If the physician suspect’s sickle cell disease in an adult, or more commonly a child not previously diagnosed with this disease, attention will first be paid to getting a family history of sickle cell disease. The physician then performs a blood test to detect the disease.

Sickle Cell Disease Treatment at Home

Minute alterations in the red blood cells can instigate a torrent of symptoms leading to a sickle cell crisis. Therefore home care is often difficult. The best home care is understanding the illness and knowing when and where to seek immediate medical care.

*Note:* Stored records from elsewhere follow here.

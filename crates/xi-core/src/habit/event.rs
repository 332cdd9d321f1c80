//! Append-only event log entries.

use chrono::{DateTime, Utc};
use serde::{Deserialize, Serialize};
use uuid::Uuid;

use super::HabitId;
use crate::policy::Response;

/// What happened to a habit.
#[derive(Debug, Clone, Copy, PartialEq, Eq, Hash, Serialize, Deserialize)]
#[serde(rename_all = "snake_case")]
pub enum EventKind {
    ReminderSent,
    OverduePrompt,
    ResponseSuccess,
    ResponseFailure,
    ResponseLater,
}

impl EventKind {
    /// Storage representation.
    pub fn as_str(self) -> &'static str {
        match self {
            EventKind::ReminderSent => "reminder_sent",
            EventKind::OverduePrompt => "overdue_prompt",
            EventKind::ResponseSuccess => "response_success",
            EventKind::ResponseFailure => "response_failure",
            EventKind::ResponseLater => "response_later",
        }
    }

    pub fn parse(s: &str) -> Option<Self> {
        match s {
            "reminder_sent" => Some(EventKind::ReminderSent),
            "overdue_prompt" => Some(EventKind::OverduePrompt),
            "response_success" => Some(EventKind::ResponseSuccess),
            "response_failure" => Some(EventKind::ResponseFailure),
            "response_later" => Some(EventKind::ResponseLater),
            _ => None,
        }
    }

    pub fn is_reminder(self) -> bool {
        matches!(self, EventKind::ReminderSent | EventKind::OverduePrompt)
    }

    pub fn is_response(self) -> bool {
        matches!(
            self,
            EventKind::ResponseSuccess | EventKind::ResponseFailure | EventKind::ResponseLater
        )
    }
}

impl From<Response> for EventKind {
    fn from(response: Response) -> Self {
        match response {
            Response::Success => EventKind::ResponseSuccess,
            Response::Failure => EventKind::ResponseFailure,
            Response::Later => EventKind::ResponseLater,
        }
    }
}

/// One immutable fact in a habit's history.
///
/// Fields are private so an event can't be edited after it is appended.
#[derive(Debug, Clone, PartialEq, Serialize, Deserialize)]
pub struct HabitEvent {
    id: Uuid,
    habit_id: HabitId,
    timestamp: DateTime<Utc>,
    kind: EventKind,
    interval_secs: Option<u64>,
    note: Option<String>,
}

impl HabitEvent {
    pub fn new(
        habit_id: HabitId,
        kind: EventKind,
        timestamp: DateTime<Utc>,
        interval_secs: Option<u64>,
    ) -> Self {
        Self {
            id: Uuid::new_v4(),
            habit_id,
            timestamp,
            kind,
            interval_secs,
            note: None,
        }
    }

    /// Rebuild an event read back from storage.
    pub fn restore(
        id: Uuid,
        habit_id: HabitId,
        timestamp: DateTime<Utc>,
        kind: EventKind,
        interval_secs: Option<u64>,
        note: Option<String>,
    ) -> Self {
        Self {
            id,
            habit_id,
            timestamp,
            kind,
            interval_secs,
            note,
        }
    }

    pub fn id(&self) -> Uuid {
        self.id
    }

    pub fn habit_id(&self) -> HabitId {
        self.habit_id
    }

    pub fn timestamp(&self) -> DateTime<Utc> {
        self.timestamp
    }

    pub fn kind(&self) -> EventKind {
        self.kind
    }

    /// Interval that was in effect when the event happened.
    pub fn interval_secs(&self) -> Option<u64> {
        self.interval_secs
    }

    pub fn note(&self) -> Option<&str> {
        self.note.as_deref()
    }

    pub fn is_reminder(&self) -> bool {
        self.kind.is_reminder()
    }

    pub fn is_response(&self) -> bool {
        self.kind.is_response()
    }

    pub fn is_success(&self) -> bool {
        self.kind == EventKind::ResponseSuccess
    }

    pub fn is_failure(&self) -> bool {
        self.kind == EventKind::ResponseFailure
    }

    pub fn is_later(&self) -> bool {
        self.kind == EventKind::ResponseLater
    }
}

Sickle Cell Treatment with Medications

  • For sicle cell pain crisis, pain medications, often narcotics, will be administered.
  • IV fluids are an essential part of therapy.
  • Infection: If the physician diagnoses a bacterial infection, antibiotics are given.
  • Anemia: A red blood cell transfusion may be required if there is a significant decrease in the red blood cell count
  • Hydroxyurea may be used to increase the amount of Hgb F and decrease the amount of Hgb S, which can decrease the longstanding risks of sickle cell crises.